* _ACTIVITY_
Find every line in the records below that contains "TaskContext", and copy it.
═════ DATA IN THIS EXERCISE
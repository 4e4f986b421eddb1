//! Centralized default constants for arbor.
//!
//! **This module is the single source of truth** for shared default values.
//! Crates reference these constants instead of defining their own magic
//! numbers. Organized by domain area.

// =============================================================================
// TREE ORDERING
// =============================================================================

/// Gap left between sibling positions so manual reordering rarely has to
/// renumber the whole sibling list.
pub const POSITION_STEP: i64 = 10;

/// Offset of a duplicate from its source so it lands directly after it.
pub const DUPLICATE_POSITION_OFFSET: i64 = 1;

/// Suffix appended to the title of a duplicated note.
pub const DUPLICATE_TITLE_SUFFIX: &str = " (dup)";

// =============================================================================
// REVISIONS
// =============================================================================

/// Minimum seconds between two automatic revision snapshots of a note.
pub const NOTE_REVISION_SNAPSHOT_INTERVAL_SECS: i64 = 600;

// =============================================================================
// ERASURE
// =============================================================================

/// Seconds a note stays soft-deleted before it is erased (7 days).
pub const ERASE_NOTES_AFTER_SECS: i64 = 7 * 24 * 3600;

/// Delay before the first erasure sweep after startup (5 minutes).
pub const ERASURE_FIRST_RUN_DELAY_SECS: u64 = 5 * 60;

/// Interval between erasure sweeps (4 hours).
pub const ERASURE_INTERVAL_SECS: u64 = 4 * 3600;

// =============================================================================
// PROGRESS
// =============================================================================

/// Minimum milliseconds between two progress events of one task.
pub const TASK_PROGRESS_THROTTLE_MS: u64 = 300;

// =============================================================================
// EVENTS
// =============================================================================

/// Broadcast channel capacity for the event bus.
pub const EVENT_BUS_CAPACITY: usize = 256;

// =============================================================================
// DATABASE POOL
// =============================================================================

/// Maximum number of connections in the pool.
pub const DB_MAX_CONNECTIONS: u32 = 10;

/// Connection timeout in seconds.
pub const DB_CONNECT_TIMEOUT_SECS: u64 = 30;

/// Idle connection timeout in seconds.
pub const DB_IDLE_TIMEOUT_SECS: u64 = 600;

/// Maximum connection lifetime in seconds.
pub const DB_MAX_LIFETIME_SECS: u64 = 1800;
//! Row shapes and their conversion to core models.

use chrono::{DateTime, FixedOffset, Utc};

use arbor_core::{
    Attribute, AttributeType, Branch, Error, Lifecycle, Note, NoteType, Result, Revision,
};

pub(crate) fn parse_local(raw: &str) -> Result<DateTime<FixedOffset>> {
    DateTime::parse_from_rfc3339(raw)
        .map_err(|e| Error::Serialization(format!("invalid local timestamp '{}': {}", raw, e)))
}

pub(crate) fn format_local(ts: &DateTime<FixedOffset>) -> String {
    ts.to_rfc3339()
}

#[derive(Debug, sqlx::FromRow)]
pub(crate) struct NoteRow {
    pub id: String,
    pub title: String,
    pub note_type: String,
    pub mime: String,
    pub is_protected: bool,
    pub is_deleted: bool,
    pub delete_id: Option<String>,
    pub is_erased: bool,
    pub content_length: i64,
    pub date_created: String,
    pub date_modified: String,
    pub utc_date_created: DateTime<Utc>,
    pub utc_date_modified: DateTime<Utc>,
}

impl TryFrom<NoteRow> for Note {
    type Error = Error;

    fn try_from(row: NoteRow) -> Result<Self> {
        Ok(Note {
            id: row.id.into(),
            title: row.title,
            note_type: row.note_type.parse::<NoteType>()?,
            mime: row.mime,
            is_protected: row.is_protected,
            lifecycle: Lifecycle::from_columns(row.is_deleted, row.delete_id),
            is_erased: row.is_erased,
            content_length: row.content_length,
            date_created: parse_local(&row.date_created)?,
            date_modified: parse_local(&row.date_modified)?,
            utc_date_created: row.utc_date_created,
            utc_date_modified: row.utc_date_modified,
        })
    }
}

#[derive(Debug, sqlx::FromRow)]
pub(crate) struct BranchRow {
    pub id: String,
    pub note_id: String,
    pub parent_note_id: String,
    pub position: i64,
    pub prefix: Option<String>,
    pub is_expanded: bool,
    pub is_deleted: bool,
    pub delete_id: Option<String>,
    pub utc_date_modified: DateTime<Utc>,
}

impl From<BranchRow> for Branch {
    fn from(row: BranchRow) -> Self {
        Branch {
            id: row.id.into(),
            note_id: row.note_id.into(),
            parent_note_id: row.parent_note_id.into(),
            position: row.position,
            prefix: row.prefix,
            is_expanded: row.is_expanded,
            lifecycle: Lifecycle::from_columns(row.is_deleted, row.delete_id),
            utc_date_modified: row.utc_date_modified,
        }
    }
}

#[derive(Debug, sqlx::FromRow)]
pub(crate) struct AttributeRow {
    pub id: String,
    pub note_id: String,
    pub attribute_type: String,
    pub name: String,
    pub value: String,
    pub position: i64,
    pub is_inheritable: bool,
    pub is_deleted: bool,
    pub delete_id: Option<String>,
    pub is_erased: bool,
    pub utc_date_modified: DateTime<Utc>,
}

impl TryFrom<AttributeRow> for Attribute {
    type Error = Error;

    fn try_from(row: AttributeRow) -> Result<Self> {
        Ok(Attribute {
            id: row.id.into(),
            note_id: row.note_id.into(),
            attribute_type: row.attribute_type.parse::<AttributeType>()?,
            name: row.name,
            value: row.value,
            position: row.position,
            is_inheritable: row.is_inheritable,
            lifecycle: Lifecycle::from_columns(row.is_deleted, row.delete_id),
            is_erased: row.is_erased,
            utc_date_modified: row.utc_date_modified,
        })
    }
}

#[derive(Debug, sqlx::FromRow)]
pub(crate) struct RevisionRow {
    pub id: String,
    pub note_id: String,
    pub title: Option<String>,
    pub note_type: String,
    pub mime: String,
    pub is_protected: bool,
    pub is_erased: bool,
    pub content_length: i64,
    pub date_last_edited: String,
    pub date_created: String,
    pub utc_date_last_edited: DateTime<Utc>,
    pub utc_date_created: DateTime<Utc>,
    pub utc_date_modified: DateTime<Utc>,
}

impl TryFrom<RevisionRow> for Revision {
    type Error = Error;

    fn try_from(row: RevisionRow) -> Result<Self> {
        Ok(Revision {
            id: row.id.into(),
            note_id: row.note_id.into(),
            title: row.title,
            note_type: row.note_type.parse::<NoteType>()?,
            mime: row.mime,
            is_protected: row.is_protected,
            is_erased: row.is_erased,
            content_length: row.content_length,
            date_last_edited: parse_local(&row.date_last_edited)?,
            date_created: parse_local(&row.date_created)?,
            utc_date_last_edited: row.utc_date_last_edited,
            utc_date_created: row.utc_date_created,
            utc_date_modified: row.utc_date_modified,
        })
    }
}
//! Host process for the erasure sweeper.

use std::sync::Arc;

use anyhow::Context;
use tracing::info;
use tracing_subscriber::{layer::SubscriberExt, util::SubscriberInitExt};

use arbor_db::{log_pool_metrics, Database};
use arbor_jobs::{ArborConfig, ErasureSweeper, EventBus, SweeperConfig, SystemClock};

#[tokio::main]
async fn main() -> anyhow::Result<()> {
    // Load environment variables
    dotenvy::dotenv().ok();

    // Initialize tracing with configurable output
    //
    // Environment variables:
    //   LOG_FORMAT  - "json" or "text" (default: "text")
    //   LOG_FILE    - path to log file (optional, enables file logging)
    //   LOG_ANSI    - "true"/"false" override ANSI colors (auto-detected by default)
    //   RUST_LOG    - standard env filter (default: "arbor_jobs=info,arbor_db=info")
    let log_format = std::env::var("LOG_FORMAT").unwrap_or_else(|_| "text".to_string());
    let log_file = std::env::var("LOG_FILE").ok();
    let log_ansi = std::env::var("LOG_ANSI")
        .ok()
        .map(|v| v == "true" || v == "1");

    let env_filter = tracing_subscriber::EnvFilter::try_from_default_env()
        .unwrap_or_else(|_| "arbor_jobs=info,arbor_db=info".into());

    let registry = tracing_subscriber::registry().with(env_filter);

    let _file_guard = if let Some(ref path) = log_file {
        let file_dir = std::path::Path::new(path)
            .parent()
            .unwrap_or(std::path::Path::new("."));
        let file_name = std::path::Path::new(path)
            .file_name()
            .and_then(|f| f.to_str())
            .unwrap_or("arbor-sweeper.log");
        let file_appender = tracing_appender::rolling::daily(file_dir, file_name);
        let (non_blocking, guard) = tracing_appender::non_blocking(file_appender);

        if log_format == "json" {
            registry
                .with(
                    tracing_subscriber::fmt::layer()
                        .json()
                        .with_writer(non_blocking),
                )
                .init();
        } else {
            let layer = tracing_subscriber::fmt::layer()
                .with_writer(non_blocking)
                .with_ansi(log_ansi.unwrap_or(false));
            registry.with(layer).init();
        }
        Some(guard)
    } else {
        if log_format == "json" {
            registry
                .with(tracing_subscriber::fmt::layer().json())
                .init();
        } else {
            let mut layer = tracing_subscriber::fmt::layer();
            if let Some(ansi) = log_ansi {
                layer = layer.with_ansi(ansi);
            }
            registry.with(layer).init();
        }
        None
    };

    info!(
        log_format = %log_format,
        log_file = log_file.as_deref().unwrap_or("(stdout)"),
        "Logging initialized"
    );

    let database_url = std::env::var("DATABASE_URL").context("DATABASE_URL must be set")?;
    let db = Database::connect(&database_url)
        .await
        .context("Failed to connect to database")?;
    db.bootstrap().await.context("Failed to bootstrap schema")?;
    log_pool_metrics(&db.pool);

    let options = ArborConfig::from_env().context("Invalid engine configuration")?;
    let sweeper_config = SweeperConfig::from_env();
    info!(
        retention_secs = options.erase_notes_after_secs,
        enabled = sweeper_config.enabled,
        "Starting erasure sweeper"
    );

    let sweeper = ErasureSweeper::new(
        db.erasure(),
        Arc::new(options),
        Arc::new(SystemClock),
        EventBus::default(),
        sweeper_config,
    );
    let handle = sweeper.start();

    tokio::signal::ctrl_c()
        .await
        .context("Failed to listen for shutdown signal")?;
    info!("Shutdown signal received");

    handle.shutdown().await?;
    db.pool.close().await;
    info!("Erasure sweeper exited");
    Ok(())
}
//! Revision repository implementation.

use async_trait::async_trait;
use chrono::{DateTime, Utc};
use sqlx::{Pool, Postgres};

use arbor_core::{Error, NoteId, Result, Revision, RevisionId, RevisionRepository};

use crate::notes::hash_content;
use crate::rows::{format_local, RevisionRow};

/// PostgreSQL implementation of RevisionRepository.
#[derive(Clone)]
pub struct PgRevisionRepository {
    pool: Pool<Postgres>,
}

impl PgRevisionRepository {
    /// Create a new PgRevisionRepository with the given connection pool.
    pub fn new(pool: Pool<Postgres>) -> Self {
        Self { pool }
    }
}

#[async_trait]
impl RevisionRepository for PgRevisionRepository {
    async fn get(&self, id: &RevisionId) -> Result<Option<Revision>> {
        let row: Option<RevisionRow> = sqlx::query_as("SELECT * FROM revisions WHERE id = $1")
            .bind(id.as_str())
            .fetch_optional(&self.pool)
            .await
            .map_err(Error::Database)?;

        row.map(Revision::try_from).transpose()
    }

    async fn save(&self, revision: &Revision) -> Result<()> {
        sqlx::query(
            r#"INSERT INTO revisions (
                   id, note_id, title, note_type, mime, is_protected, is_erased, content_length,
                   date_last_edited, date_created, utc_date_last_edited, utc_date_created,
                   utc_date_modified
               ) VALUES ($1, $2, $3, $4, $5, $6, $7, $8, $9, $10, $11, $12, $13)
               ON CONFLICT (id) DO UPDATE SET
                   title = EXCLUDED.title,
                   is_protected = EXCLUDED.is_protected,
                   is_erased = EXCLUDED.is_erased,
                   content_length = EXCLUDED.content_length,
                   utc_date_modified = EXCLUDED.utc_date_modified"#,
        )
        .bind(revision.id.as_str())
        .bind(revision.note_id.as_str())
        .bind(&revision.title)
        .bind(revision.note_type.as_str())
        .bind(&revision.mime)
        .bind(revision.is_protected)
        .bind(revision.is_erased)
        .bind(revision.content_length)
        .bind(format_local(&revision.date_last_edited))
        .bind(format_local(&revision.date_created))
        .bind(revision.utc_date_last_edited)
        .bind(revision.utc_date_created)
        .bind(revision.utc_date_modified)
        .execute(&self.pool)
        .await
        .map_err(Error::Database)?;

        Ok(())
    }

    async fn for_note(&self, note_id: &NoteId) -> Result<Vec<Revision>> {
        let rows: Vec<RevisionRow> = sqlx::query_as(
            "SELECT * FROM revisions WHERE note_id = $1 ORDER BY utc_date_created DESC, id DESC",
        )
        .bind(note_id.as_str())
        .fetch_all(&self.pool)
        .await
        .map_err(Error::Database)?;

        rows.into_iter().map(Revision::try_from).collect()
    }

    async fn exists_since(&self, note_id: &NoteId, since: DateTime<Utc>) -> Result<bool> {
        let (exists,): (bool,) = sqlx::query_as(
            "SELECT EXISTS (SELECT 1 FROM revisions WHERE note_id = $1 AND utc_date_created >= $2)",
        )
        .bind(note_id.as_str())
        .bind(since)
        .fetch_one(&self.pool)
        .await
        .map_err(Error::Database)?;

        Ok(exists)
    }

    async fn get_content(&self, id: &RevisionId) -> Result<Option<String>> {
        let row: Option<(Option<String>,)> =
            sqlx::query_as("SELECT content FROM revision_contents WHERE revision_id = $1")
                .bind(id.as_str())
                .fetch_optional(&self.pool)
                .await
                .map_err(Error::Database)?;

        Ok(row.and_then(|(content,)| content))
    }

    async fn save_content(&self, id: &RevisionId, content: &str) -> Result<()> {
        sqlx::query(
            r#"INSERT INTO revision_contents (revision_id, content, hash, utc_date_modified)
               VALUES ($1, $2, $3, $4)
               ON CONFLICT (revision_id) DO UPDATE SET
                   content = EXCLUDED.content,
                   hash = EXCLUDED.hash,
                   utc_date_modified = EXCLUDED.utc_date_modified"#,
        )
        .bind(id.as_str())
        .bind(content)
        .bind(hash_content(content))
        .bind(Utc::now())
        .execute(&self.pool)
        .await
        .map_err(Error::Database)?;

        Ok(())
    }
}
══════════
═════ DATA IN THIS EXERCISE
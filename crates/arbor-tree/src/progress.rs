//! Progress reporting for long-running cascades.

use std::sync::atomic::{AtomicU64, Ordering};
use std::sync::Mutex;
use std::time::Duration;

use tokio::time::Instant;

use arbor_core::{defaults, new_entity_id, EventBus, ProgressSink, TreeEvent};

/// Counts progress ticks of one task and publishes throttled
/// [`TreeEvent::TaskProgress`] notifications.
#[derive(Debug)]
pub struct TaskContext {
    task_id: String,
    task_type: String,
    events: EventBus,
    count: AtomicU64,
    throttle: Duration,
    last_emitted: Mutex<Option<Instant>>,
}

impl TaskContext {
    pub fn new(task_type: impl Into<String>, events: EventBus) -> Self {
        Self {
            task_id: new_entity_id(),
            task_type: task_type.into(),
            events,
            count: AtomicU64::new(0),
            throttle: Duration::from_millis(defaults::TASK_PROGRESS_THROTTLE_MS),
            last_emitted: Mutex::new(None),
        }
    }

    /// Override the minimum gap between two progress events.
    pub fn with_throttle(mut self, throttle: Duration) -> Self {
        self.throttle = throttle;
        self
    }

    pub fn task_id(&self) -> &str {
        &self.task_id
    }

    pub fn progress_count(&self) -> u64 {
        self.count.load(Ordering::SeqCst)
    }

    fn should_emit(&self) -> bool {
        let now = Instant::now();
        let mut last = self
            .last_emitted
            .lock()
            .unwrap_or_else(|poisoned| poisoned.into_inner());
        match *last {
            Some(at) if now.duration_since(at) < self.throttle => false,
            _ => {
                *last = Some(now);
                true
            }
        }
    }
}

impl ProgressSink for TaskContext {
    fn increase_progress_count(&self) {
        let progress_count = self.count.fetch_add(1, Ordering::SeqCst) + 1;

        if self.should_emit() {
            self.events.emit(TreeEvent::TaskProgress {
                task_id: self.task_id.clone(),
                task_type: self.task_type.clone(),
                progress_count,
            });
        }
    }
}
══════════
* _SOLVED PROBLEM_
pub struct TaskContext {
impl TaskContext {
impl ProgressSink for TaskContext {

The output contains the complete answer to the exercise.